In fact, the Camp Fire has destroyed almost as many structures as the subsequent 10 worst fires in the state’s history combined.
According to data from the state’s forest and fire protection agency, CalFire, and compiled by meteorologist Steve Bowen of Aon, the total number of structures destroyed by the previous 10 worst fires is 20,483. The Camp Fire, meanwhile, is responsible for wiping out 15,850 structures — nearly three times more than the second most destructive fire, last year’s Tubbs Fire.
#CampFire has now destroyed 15,840 structures (including 11,990 homes). To put into perspective, the rest of the Top 10 most destructive California wildfires totals 20,483.
— Steve Bowen (@SteveBowenWx) November 19, 2018
And as the chart of the most destructive fires shows, half of them have occurred since 2010.
As scientists have explained, climate change is making wildfires more intense. Fueled by hot temperatures, dry conditions, and strong seasonal winds — all things that are increasingly impacted by climate change — the Camp Fire exploded on November 8. Still raging, the fire is only expected to be fully contained by the end of the month.
It has now claimed the lives of at least 79 people, and just under a 1,000 people are still unaccounted for.
Together with another ongoing wildfire in Southern California, the Woolsey Fire, at least 150,000 people have been displaced. Thousands have sought refuge with families, in hotels, evacuation centers, and even makeshift tent cities, including in one Walmart parking lot.
Local officials have warned that the devastating Camp Fire could cause a wave of refugee migration similar to what was seen in the 1930s Dust Bowl era.
The town of Paradise in Butte County was effectively wiped out due to the Camp Fire; more than 52,000 people were forced to evacuate. And for those who may be lucky enough to not have had their home burned to the ground, it’s unclear when they’ll be able to return.

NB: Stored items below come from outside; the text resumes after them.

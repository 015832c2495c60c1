//! Position lifecycle: `NoPosition -> Open -> NoPosition`.
//!
//! Owns the single open position of the traded symbol and evaluates the
//! forced-exit predicates consumed by the fusion policy.

use chrono::{DateTime, Utc};

use super::position::Position;
use super::trade::{Side, Trade};

/// Thresholds for the forced exits and the minimum-holding veto.
#[derive(Debug, Clone, Copy, PartialEq)]
pub struct ExitRules {
    pub min_profit_percentage: f64,
    pub max_position_age_hours: f64,
    pub stop_loss_percentage: f64,
    pub min_holding_time_minutes: i64,
}

impl Default for ExitRules {
    fn default() -> Self {
        Self {
            min_profit_percentage: 1.5,
            max_position_age_hours: 24.0,
            stop_loss_percentage: 2.0,
            min_holding_time_minutes: 30,
        }
    }
}

/// Outcome of every forced-exit predicate for one tick.
#[derive(Debug, Clone, Copy, Default, PartialEq, Eq)]
pub struct ExitChecks {
    pub profit_target: bool,
    pub max_age: bool,
    pub stop_loss: bool,
    pub below_min_holding: bool,
}

#[derive(Debug, Clone, Copy, PartialEq, Eq)]
pub enum LifecycleState {
    NoPosition,
    Open,
}

#[derive(Debug, Clone, PartialEq)]
pub enum PositionChange {
    Opened(Position),
    Increased(Position),
    Closed(Position),
    Unchanged,
}

#[derive(Debug, Clone, Copy, PartialEq)]
pub enum Reconciliation {
    Unchanged,
    Capped { from: f64, to: f64 },
    Cleared { quantity: f64 },
}

#[derive(Debug, Clone, Default)]
pub struct PositionLifecycle {
    position: Option<Position>,
}

impl PositionLifecycle {
    pub fn new() -> Self {
        Self::default()
    }

    pub fn state(&self) -> LifecycleState {
        if self.position.is_some() {
            LifecycleState::Open
        } else {
            LifecycleState::NoPosition
        }
    }

    pub fn has_position(&self) -> bool {
        self.position.is_some()
    }

    pub fn position(&self) -> Option<&Position> {
        self.position.as_ref()
    }

    pub fn restore(&mut self, position: Position) {
        self.position = Some(position);
    }

    pub fn clear(&mut self) -> Option<Position> {
        self.position.take()
    }

    /// Apply an executed fill. A buy opens or merges into the position; any
    /// sell closes it entirely.
    pub fn apply(&mut self, trade: &Trade) -> PositionChange {
        match trade.side {
            Side::Buy => match self.position.as_mut() {
                Some(pos) => {
                    pos.add_fill(trade.quantity, trade.price, trade.fee);
                    PositionChange::Increased(pos.clone())
                }
                None => {
                    let mut pos = Position::new(&trade.symbol, trade.quantity, trade.price, trade.timestamp);
                    pos.fees_paid = trade.fee;
                    self.position = Some(pos.clone());
                    PositionChange::Opened(pos)
                }
            },
            Side::Sell => match self.position.take() {
                Some(pos) => PositionChange::Closed(pos),
                None => PositionChange::Unchanged,
            },
        }
    }

    pub fn exit_checks(
        &self,
        price: f64,
        now: DateTime<Utc>,
        rules: &ExitRules,
        sell_fee_rate: f64,
    ) -> Option<ExitChecks> {
        let pos = self.position.as_ref()?;
        Some(ExitChecks {
            profit_target: pos.should_sell_for_profit(price, rules.min_profit_percentage, sell_fee_rate),
            max_age: pos.should_sell_for_time(now, rules.max_position_age_hours),
            stop_loss: pos.should_sell_for_stop_loss(price, rules.stop_loss_percentage, sell_fee_rate),
            below_min_holding: pos.holding_minutes(now) < rules.min_holding_time_minutes,
        })
    }

    /// Align the tracked quantity with the free base balance of the wallet.
    /// Balances below `dust` clear the position.
    pub fn reconcile(&mut self, base_balance: f64, dust: f64) -> Reconciliation {
        let Some(pos) = self.position.as_mut() else {
            return Reconciliation::Unchanged;
        };

        if base_balance < dust {
            let quantity = pos.quantity;
            self.position = None;
            return Reconciliation::Cleared { quantity };
        }

        if base_balance < pos.quantity {
            let from = pos.quantity;
            let fee_share = pos.fees_paid * base_balance / from;
            pos.quantity = base_balance;
            pos.fees_paid = fee_share;
            return Reconciliation::Capped { from, to: base_balance };
        }

        Reconciliation::Unchanged
    }
}

#[cfg(test)]
mod tests {
    use super::*;
    use chrono::{Duration, TimeZone};

    fn t0() -> DateTime<Utc> {
        Utc.with_ymd_and_hms(2024, 2, 1, 8, 0, 0).unwrap()
    }

    fn fill(side: Side, quantity: f64, price: f64, fee: f64) -> Trade {
        Trade {
            symbol: "BTCBRL".into(),
            side,
            quantity,
            price,
            timestamp: t0(),
            fee,
        }
    }

    #[test]
    fn buy_opens_and_sell_closes() {
        let mut lc = PositionLifecycle::new();
        assert_eq!(lc.state(), LifecycleState::NoPosition);

        let change = lc.apply(&fill(Side::Buy, 0.01, 100_000.0, 1.0));
        assert!(matches!(change, PositionChange::Opened(_)));
        assert_eq!(lc.state(), LifecycleState::Open);
        assert!((lc.position().unwrap().fees_paid - 1.0).abs() < f64::EPSILON);

        let change = lc.apply(&fill(Side::Sell, 0.01, 101_000.0, 1.01));
        assert!(matches!(change, PositionChange::Closed(_)));
        assert_eq!(lc.state(), LifecycleState::NoPosition);
    }

    #[test]
    fn second_buy_increases() {
        let mut lc = PositionLifecycle::new();
        lc.apply(&fill(Side::Buy, 0.01, 100_000.0, 1.0));
        let change = lc.apply(&fill(Side::Buy, 0.03, 120_000.0, 3.6));
        match change {
            PositionChange::Increased(pos) => {
                assert!((pos.quantity - 0.04).abs() < 1e-12);
                assert!((pos.entry_price - 115_000.0).abs() < 1e-6);
                assert!((pos.fees_paid - 4.6).abs() < 1e-9);
            }
            other => panic!("expected Increased, got {:?}", other),
        }
    }

    #[test]
    fn sell_without_position_is_unchanged() {
        let mut lc = PositionLifecycle::new();
        assert_eq!(lc.apply(&fill(Side::Sell, 1.0, 1.0, 0.0)), PositionChange::Unchanged);
    }

    #[test]
    fn exit_checks_only_when_open() {
        let lc = PositionLifecycle::new();
        assert!(lc.exit_checks(100.0, t0(), &ExitRules::default(), 0.001).is_none());
    }

    #[test]
    fn exit_checks_evaluate_each_predicate() {
        let mut lc = PositionLifecycle::new();
        lc.restore(Position::new("BTCBRL", 1.0, 100.0, t0()));
        let rules = ExitRules::default();

        let checks = lc.exit_checks(100.0, t0() + Duration::minutes(10), &rules, 0.0).unwrap();
        assert_eq!(
            checks,
            ExitChecks {
                profit_target: false,
                max_age: false,
                stop_loss: false,
                below_min_holding: true,
            }
        );

        let checks = lc.exit_checks(97.0, t0() + Duration::hours(25), &rules, 0.0).unwrap();
        assert!(checks.max_age);
        assert!(checks.stop_loss);
        assert!(!checks.below_min_holding);

        let checks = lc.exit_checks(102.0, t0() + Duration::hours(1), &rules, 0.0).unwrap();
        assert!(checks.profit_target);
    }

    #[test]
    fn reconcile_caps_to_balance() {
        let mut lc = PositionLifecycle::new();
        let mut pos = Position::new("BTCBRL", 0.02, 100_000.0, t0());
        pos.fees_paid = 2.0;
        lc.restore(pos);

        let result = lc.reconcile(0.015, 1e-5);
        assert_eq!(result, Reconciliation::Capped { from: 0.02, to: 0.015 });
        let pos = lc.position().unwrap();
        assert!((pos.quantity - 0.015).abs() < 1e-12);
        assert!((pos.fees_paid - 1.5).abs() < 1e-9);
    }

    #[test]
    fn reconcile_clears_on_dust() {
        let mut lc = PositionLifecycle::new();
        lc.restore(Position::new("BTCBRL", 0.02, 100_000.0, t0()));
        assert_eq!(lc.reconcile(0.000001, 1e-5), Reconciliation::Cleared { quantity: 0.02 });
        assert!(!lc.has_position());
    }

    #[test]
    fn reconcile_keeps_when_balance_covers() {
        let mut lc = PositionLifecycle::new();
        lc.restore(Position::new("BTCBRL", 0.02, 100_000.0, t0()));
        assert_eq!(lc.reconcile(0.05, 1e-5), Reconciliation::Unchanged);
        assert!((lc.position().unwrap().quantity - 0.02).abs() < 1e-12);
    }
}
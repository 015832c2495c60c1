//! spottrader: single-asset spot trading agent and backtester.
//!
//! Hexagonal architecture: domain logic in [`domain`], port traits in [`ports`],
//! concrete implementations in [`adapters`].

pub mod domain;
pub mod ports;
pub mod adapters;
pub mod cli;
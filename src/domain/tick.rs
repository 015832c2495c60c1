//! Market snapshots: live ticks, historical klines and wallet balances.

use chrono::{DateTime, Utc};

/// Immutable market snapshot produced once per poll or replay step.
#[derive(Debug, Clone, PartialEq)]
pub struct MarketTick {
    pub symbol: String,
    pub price: f64,
    pub volume: f64,
    pub quote_volume: f64,
    pub high_24h: f64,
    pub low_24h: f64,
    pub timestamp: DateTime<Utc>,
}

/// One candlestick as returned by the exchange or read from disk.
#[derive(Debug, Clone, PartialEq)]
pub struct Kline {
    pub open_time: DateTime<Utc>,
    pub open: f64,
    pub high: f64,
    pub low: f64,
    pub close: f64,
    pub volume: f64,
    pub quote_volume: f64,
}

impl Kline {
    /// Replay view of the candle: the close becomes the tick price.
    pub fn to_tick(&self, symbol: &str) -> MarketTick {
        MarketTick {
            symbol: symbol.to_string(),
            price: self.close,
            volume: self.volume,
            quote_volume: self.quote_volume,
            high_24h: self.high,
            low_24h: self.low,
            timestamp: self.open_time,
        }
    }

    /// (high + low + close) / 3
    pub fn typical_price(&self) -> f64 {
        (self.high + self.low + self.close) / 3.0
    }
}

/// Free balances of the two assets of the traded pair.
#[derive(Debug, Clone, Copy, PartialEq, Default)]
pub struct WalletBalances {
    pub quote: f64,
    pub base: f64,
}

impl WalletBalances {
    pub fn new(quote: f64, base: f64) -> Self {
        Self { quote, base }
    }

    /// quote + base marked at `price`
    pub fn total_value(&self, price: f64) -> f64 {
        self.quote + self.base * price
    }
}
// --- data -------------------------------------------------------------------

fn run_download(
    symbol: &str,
    interval: &str,
    limit: usize,
    data_dir: &Path,
    config_path: Option<&PathBuf>,
) -> ExitCode {
    #[cfg(feature = "live")]
    {
        let adapter = match config_path {
            Some(path) => match load_config(path) {
                Ok(a) => a,
                Err(code) => return code,
            },
            None => match FileConfigAdapter::from_string("") {
                Ok(a) => a,
                Err(reason) => {
                    return fail(SpotTraderError::ConfigParse {
                        file: "<empty>".into(),
                        reason,
                    });
                }
            },
        };
        let exchange = match build_exchange(&adapter, false) {
            Ok(e) => e,
            Err(e) => return fail(e),
        };

        let symbol = symbol.to_uppercase();
        let klines = match exchange.fetch_klines(&symbol, interval, Some(limit)) {
            Ok(k) => k,
            Err(e) => return fail(e),
        };
        match CsvAdapter::new(data_dir.to_path_buf()).write_klines(&symbol, interval, &klines) {
            Ok(path) => {
                eprintln!("{} klines written to {}", klines.len(), path.display());
                ExitCode::SUCCESS
            }
            Err(e) => fail(e),
        }
    }

    #[cfg(not(feature = "live"))]
    {
        let _ = (symbol, interval, limit, data_dir, config_path);
        eprintln!("error: live feature is required for download");
        ExitCode::from(1)
    }
}

fn run_list_symbols(data_dir: &Path, interval: &str) -> ExitCode {
    let symbols = match CsvAdapter::new(data_dir.to_path_buf()).list_symbols(interval) {
        Ok(s) => s,
        Err(e) => return fail(e),
    };

    if symbols.is_empty() {
        eprintln!("No {} data found in {}", interval, data_dir.display());
    } else {
        for symbol in &symbols {
            println!("{}", symbol);
        }
        eprintln!("{} symbols found", symbols.len());
    }
    ExitCode::SUCCESS
}

fn run_validate(config_path: &PathBuf) -> ExitCode {
    eprintln!("Validating config: {}", config_path.display());
    let adapter = match load_config(config_path) {
        Ok(a) => a,
        Err(code) => return code,
    };

    if let Err(e) = validate_live_config(&adapter).and_then(|()| validate_backtest_config(&adapter)) {
        return fail(e);
    }

    let trader = build_trader_config(&adapter);
    let sizing = build_sizing_config(&adapter);
    let rules = trader.exit_rules;
    let strategy = adapter
        .get_string("trading", "strategy")
        .unwrap_or_else(|| "fused".to_string());

    eprintln!("\nTrading:");
    eprintln!("  symbol:           {}", trader.symbol);
    eprintln!("  strategy:         {}", strategy);
    eprintln!("  trade percentage: {}%", sizing.trade_percentage);
    eprintln!("  max daily trades: {}", trader.max_daily_trades);
    eprintln!("  poll interval:    {}s", trader.poll_interval.as_secs());
    eprintln!("  pyramiding:       {}", trader.allow_pyramiding);
    eprintln!("\nRisk:");
    eprintln!("  stop loss:        {}%", rules.stop_loss_percentage);
    eprintln!("  min profit:       {}%", rules.min_profit_percentage);
    eprintln!("  min holding:      {} min", rules.min_holding_time_minutes);
    eprintln!("  max age:          {} h", rules.max_position_age_hours);
    eprintln!("\nFees:");
    eprintln!(
        "  maker/taker:      {}/{}",
        trader.default_fees.maker_fee_rate, trader.default_fees.taker_fee_rate
    );
    eprintln!("  include fees:     {}", sizing.include_fees);

    eprintln!("\nConfiguration is valid.");
    ExitCode::SUCCESS
}
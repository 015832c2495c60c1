//! Core domain types and logic.

pub mod tick;
pub mod indicator;
pub mod strategy;
pub mod fusion;
pub mod signal_source;
pub mod position;
pub mod lifecycle;
pub mod trade;
pub mod sizing;
pub mod backtest;
pub mod metrics;
pub mod event;
pub mod trader;
pub mod config_validation;
pub mod error;
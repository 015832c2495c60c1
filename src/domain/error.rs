//! Domain error types.

/// Exchange lot-size / notional constraint that an order quantity violates.
#[derive(Debug, Clone, PartialEq, thiserror::Error)]
pub enum OrderViolation {
    #[error("quantity {quantity} below minimum {min_qty}")]
    BelowMinQty { quantity: f64, min_qty: f64 },

    #[error("quantity {quantity} above maximum {max_qty}")]
    AboveMaxQty { quantity: f64, max_qty: f64 },

    #[error("quantity {quantity} not aligned with step size {step_size} (nearest {nearest})")]
    StepMisaligned {
        quantity: f64,
        step_size: f64,
        nearest: f64,
    },

    #[error("order value {notional} below minimum notional {min_notional}")]
    BelowMinNotional { notional: f64, min_notional: f64 },
}

/// Top-level error type for spottrader.
#[derive(Debug, thiserror::Error)]
pub enum SpotTraderError {
    #[error("market data error for {symbol}: {reason}")]
    MarketData { symbol: String, reason: String },

    #[error("order validation failed: {0}")]
    OrderValidation(#[from] OrderViolation),

    #[error("insufficient {asset} balance: required {required}, available {available}")]
    InsufficientBalance {
        asset: String,
        required: f64,
        available: f64,
    },

    #[error("exchange rejected {side} order for {symbol}: {reason}")]
    ExchangeRejection {
        symbol: String,
        side: String,
        reason: String,
    },

    #[error("config parse error in {file}: {reason}")]
    ConfigParse { file: String, reason: String },

    #[error("missing config key [{section}] {key}")]
    ConfigMissing { section: String, key: String },

    #[error("invalid config value [{section}] {key}: {reason}")]
    ConfigInvalid {
        section: String,
        key: String,
        reason: String,
    },

    #[error("position store error: {reason}")]
    Store { reason: String },

    #[error("no historical ticks for {symbol}")]
    EmptySeries { symbol: String },

    #[error(transparent)]
    Io(#[from] std::io::Error),
}

impl From<&SpotTraderError> for std::process::ExitCode {
    fn from(err: &SpotTraderError) -> Self {
        let code: u8 = match err {
            SpotTraderError::Io(_) => 1,
            SpotTraderError::ConfigParse { .. }
            | SpotTraderError::ConfigMissing { .. }
            | SpotTraderError::ConfigInvalid { .. } => 2,
            SpotTraderError::Store { .. } => 3,
            SpotTraderError::MarketData { .. }
            | SpotTraderError::ExchangeRejection { .. }
            | SpotTraderError::OrderValidation(_)
            | SpotTraderError::InsufficientBalance { .. } => 4,
            SpotTraderError::EmptySeries { .. } => 5,
        };
        std::process::ExitCode::from(code)
    }
}
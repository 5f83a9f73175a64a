use clap::{Parser, Subcommand};
use convey::auth::ClientKey;
use convey::client::Uploader;
use convey::config::{Config, DEFAULT_PORT};
use convey::error::UploadError;
use convey::server::Server;
use convey::validate::RequiredFields;
use serde_json::{Map, Value};
use std::fs::File;
use std::io::{IsTerminal, Read};
use std::path::PathBuf;
use tracing::info;

#[derive(Parser)]
#[command(name = "convey")]
#[command(about = "Send files and metadata to a remote server")]
struct Cli {
    /// Configuration file path
    #[arg(long, default_value = "convey.toml")]
    config: PathBuf,

    #[command(subcommand)]
    command: Option<Commands>,

    /// Server host name or address
    #[arg(value_name = "SERVER")]
    server: Option<String>,

    /// File to upload; '-' reads standard input (requires -n)
    #[arg(value_name = "FILE", default_value = "-")]
    file: String,

    /// Path to a JSON file containing metadata
    #[arg(short = 'm', long = "meta")]
    meta: Option<PathBuf>,

    /// Colon separated key:value pair; overrides or adds metadata fields
    #[arg(short = 'k', long = "key-value")]
    key_value: Vec<String>,

    /// Override the destination file name
    #[arg(short = 'n', long = "name")]
    name: Option<String>,

    /// Server port
    #[arg(long, default_value_t = DEFAULT_PORT)]
    port: u16,
}

#[derive(Subcommand)]
enum Commands {
    /// Start the upload server
    Server,
    /// Generate a client key, optionally authorizing it on this machine
    Keygen {
        /// Key id presented during the handshake
        key_id: String,
        /// Where to write the client key file
        #[arg(long, default_value = "client.key")]
        out: PathBuf,
        /// Also drop the matching server-side key into this directory
        #[arg(long)]
        authorize: Option<PathBuf>,
    },
}

#[tokio::main]
async fn main() {
    let env_filter = tracing_subscriber::EnvFilter::try_from_default_env()
        .unwrap_or_else(|_| tracing_subscriber::EnvFilter::new("info"));
    tracing_subscriber::fmt()
        .with_env_filter(env_filter)
        .with_writer(std::io::stderr)
        .init();

    let cli = Cli::parse();
    let code = match run(cli).await {
        Ok(()) => 0,
        Err(e) => {
            eprintln!("Error: {e}");
            e.exit_code()
        }
    };
    std::process::exit(code);
}

async fn run(cli: Cli) -> Result<(), UploadError> {
    if let Some(command) = cli.command {
        return match command {
            Commands::Server => run_server(&cli.config).await,
            Commands::Keygen {
                key_id,
                out,
                authorize,
            } => run_keygen(&key_id, &out, authorize.as_deref()),
        };
    }

    let Some(server) = cli.server else {
        return Err(UploadError::Config(
            "server host required; usage: convey <server> <file>".into(),
        ));
    };

    let config = Config::load_or_create(&cli.config)?;
    let meta = build_metadata(cli.meta.as_deref(), &cli.key_value)?;

    let (reader, source_len, default_name): (Box<dyn Read + Send>, Option<u64>, Option<String>) =
        if cli.file == "-" {
            (Box::new(std::io::stdin()), None, None)
        } else {
            let path = PathBuf::from(&cli.file);
            let file = File::open(&path)?;
            let len = file.metadata()?.len();
            let name = path
                .file_name()
                .and_then(|n| n.to_str())
                .map(|n| n.to_string());
            (Box::new(file), Some(len), name)
        };

    let Some(filename) = cli.name.or(default_name) else {
        return Err(UploadError::Config(
            "destination name not known; set it explicitly with --name".into(),
        ));
    };

    let key = ClientKey::load(&config.client.key_file).map_err(|e| {
        UploadError::Config(format!(
            "cannot load client key {}: {e}",
            config.client.key_file.display()
        ))
    })?;

    let show_progress = config.client.progress_bar && std::io::stderr().is_terminal();
    let mut client_config = config.client;
    client_config.progress_bar = show_progress;

    let addr = format!("{server}:{}", cli.port);
    let uploader = Uploader::connect(
        addr,
        key,
        filename,
        meta,
        reader,
        source_len,
        client_config,
    )
    .await?;
    let upload_id = uploader.run().await?;
    info!(upload_id = %upload_id, "upload complete");
    println!("{upload_id}");
    Ok(())
}

async fn run_server(config_path: &PathBuf) -> Result<(), UploadError> {
    let config = Config::load_or_create(config_path)?;
    println!("Convey upload server");
    println!("Listening on: {}:{}", config.server.address, config.server.port);
    println!("Destination: {}", config.server.destination_dir.display());
    let validator = RequiredFields::new(config.server.required_meta.clone());
    Server::new(config.server, validator).run().await
}

fn run_keygen(
    key_id: &str,
    out: &PathBuf,
    authorize: Option<&std::path::Path>,
) -> Result<(), UploadError> {
    let key = ClientKey::generate(key_id)?;
    key.save(out)?;
    println!("Wrote client key: {}", out.display());
    if let Some(dir) = authorize {
        std::fs::create_dir_all(dir)?;
        let server_side = dir.join(format!("{key_id}.key"));
        std::fs::write(&server_side, format!("{}\n", hex::encode(key.secret)))?;
        println!("Authorized key in: {}", server_side.display());
    } else {
        println!("Copy the secret into the server's authorized keys directory as {key_id}.key");
    }
    Ok(())
}

/// Builds the metadata JSON: an optional file merged with `-k` overrides.
fn build_metadata(meta_path: Option<&std::path::Path>, key_values: &[String]) -> Result<String, UploadError> {
    let mut object = match meta_path {
        Some(path) => {
            let content = std::fs::read_to_string(path)?;
            match serde_json::from_str::<Value>(&content)? {
                Value::Object(map) => map,
                _ => {
                    return Err(UploadError::Config(
                        "invalid json metadata: must contain an object".into(),
                    ));
                }
            }
        }
        None => Map::new(),
    };

    for pair in key_values {
        let Some((key, value)) = pair.split_once(':') else {
            return Err(UploadError::Config(format!(
                "invalid key-value pair '{pair}': must be separated by ':'"
            )));
        };
        object.insert(key.to_string(), Value::String(value.to_string()));
    }

    Ok(serde_json::to_string(&Value::Object(object))?)
}

#[cfg(test)]
mod tests {
    use super::*;

    #[test]
    fn test_build_metadata_empty() {
        let meta = build_metadata(None, &[]).unwrap();
        assert_eq!(meta, "{}");
    }

    #[test]
    fn test_build_metadata_key_values() {
        let pairs = vec!["project:alpha".to_string(), "note:a:b".to_string()];
        let meta = build_metadata(None, &pairs).unwrap();
        let parsed: Value = serde_json::from_str(&meta).unwrap();
        assert_eq!(parsed["project"], "alpha");
        // Only the first colon separates; the rest is the value.
        assert_eq!(parsed["note"], "a:b");
    }

    #[test]
    fn test_build_metadata_invalid_pair() {
        let pairs = vec!["nocolon".to_string()];
        assert!(build_metadata(None, &pairs).is_err());
    }

    #[test]
    fn test_build_metadata_file_and_overrides() {
        let dir = tempfile::TempDir::new().unwrap();
        let path = dir.path().join("meta.json");
        std::fs::write(&path, r#"{"project":"alpha","sample":"S1"}"#).unwrap();

        let pairs = vec!["sample:S2".to_string()];
        let meta = build_metadata(Some(&path), &pairs).unwrap();
        let parsed: Value = serde_json::from_str(&meta).unwrap();
        assert_eq!(parsed["project"], "alpha");
        assert_eq!(parsed["sample"], "S2");
    }

    #[test]
    fn test_build_metadata_rejects_non_object() {
        let dir = tempfile::TempDir::new().unwrap();
        let path = dir.path().join("meta.json");
        std::fs::write(&path, "[1,2,3]").unwrap();
        assert!(build_metadata(Some(&path), &[]).is_err());
    }
}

Ed Mayer, the executive director of Butte County’s housing agency, was asked if the area was facing a humanitarian crisis, the Sacramento Bee reported. “Big picture, we have 6,000, possibly 7,000 households who have been displaced and who realistically don’t stand a chance of finding housing again in Butte County,” he responded. “I don’t even know if these households can be absorbed in California.”
Meanwhile, for those forced to set up camp, or who are in other temporary shelters and evacuation centers, health risks abound.
Norovirus, for instance, has broken out in at least three evacuation facilities. Officials have had to contain some people in isolation tents in an effort to stop it spreading.
In addition, sleeping outside means people are breathing hazardous air every single day. Air quality in San Francisco, for example, is so bad that at times it’s been the equivalent of smoking 10 cigarettes a day.
Some relief from the fire and smoke is expected to come with the rain forecast for this week. But as the rainstorm looms, fears are now turning to those left homeless, who will undoubtedly be drenched. In response, officials are working to help people in refuge camps find alternate shelter to escape the elements.